German WW1 fighter ace

Leutnant Heinrich Arntzen (11 September 1894 - ?) was a German World War I flying ace credited with eleven aerial victories.

==Early life==

Heinrich Arntzen was born on 11 September 1894 in Anholt, Germany.

==World War I service==

Arntzen flew as an observer with two artillery cooperation units during 1916, Feldflieger Abteilung 34 (Field Flier Detachment 34) and Feldflieger Abteilung 2 (Field Flier Detachment 2). He scored four victories with the latter unit in 1916, though details are mostly unknown.
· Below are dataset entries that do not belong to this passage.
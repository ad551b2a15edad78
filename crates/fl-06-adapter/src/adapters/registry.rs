//! # Connection Registry
//!
//! One bounded outbound queue per open connection. Whatever drives the
//! connection (a WebSocket writer, an in-memory link) drains the receiving
//! half; the dispatcher only ever enqueues.

use dashmap::DashMap;
use fl_01_envelope::Frame;
use fl_05_dispatch::{Transport, TransportError};
use shared_types::ConnectionId;
use tokio::sync::mpsc::{self, error::TrySendError};
use tracing::debug;

#[derive(Debug)]
pub struct ConnectionRegistry {
    connections: DashMap<ConnectionId, mpsc::Sender<Frame>>,
    buffer: usize,
}

impl ConnectionRegistry {
    /// Registry whose connections queue up to `buffer` frames each.
    #[must_use]
    pub fn new(buffer: usize) -> Self {
        Self {
            connections: DashMap::new(),
            buffer: buffer.max(1),
        }
    }

    /// Open a connection. The receiver yields the frames to write to it.
    pub fn open(&self) -> (ConnectionId, mpsc::Receiver<Frame>) {
        let connection = ConnectionId::new();
        let (sender, receiver) = mpsc::channel(self.buffer);
        self.connections.insert(connection, sender);
        debug!(connection = %connection, "Connection registered");
        (connection, receiver)
    }

    /// Forget a connection. Its writer sees the queue end once drained.
    pub fn close(&self, connection: ConnectionId) -> bool {
        self.connections.remove(&connection).is_some()
    }

    #[must_use]
    pub fn contains(&self, connection: ConnectionId) -> bool {
        self.connections.contains_key(&connection)
    }

    #[must_use]
    pub fn connections(&self) -> Vec<ConnectionId> {
        self.connections.iter().map(|entry| *entry.key()).collect()
    }

    #[must_use]
    pub fn len(&self) -> usize {
        self.connections.len()
    }

    #[must_use]
    pub fn is_empty(&self) -> bool {
        self.connections.is_empty()
    }
}

impl Transport for ConnectionRegistry {
    fn send_frame(&self, connection: ConnectionId, frame: Frame) -> Result<(), TransportError> {
        let sender = self
            .connections
            .get(&connection)
            .map(|entry| entry.value().clone())
            .ok_or(TransportError::UnknownConnection(connection))?;

        sender.try_send(frame).map_err(|e| match e {
            TrySendError::Full(_) => TransportError::QueueFull(connection),
            TrySendError::Closed(_) => {
                self.connections.remove(&connection);
                TransportError::Closed(connection)
            }
        })
    }
}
He then underwent pilot training and was assigned to Jagdstaffel 15 (Fighter Squadron 15) as both pilot and technical officer. On 13 August 1917, he shot down a Caudron to become an ace. On 15 October 1917, he shot down a French observation balloon. On 13 January 1918, he was promoted to command of Jagdstaffel 50 (Fighter Squadron 50). Between 25 January and 4 April 1918, he destroyed three more French balloons, a British RE.8, and a French Breguet 14, to bring his total to four enemy balloons and seven opposing airplanes. On 27 May 1918, his career as a balloon buster ended with his being wounded by anti-aircraft fire while attacking one. By that time, he had been awarded both the Second and First Class Iron Cross, as well as the Royal House Order of Hohenzollern.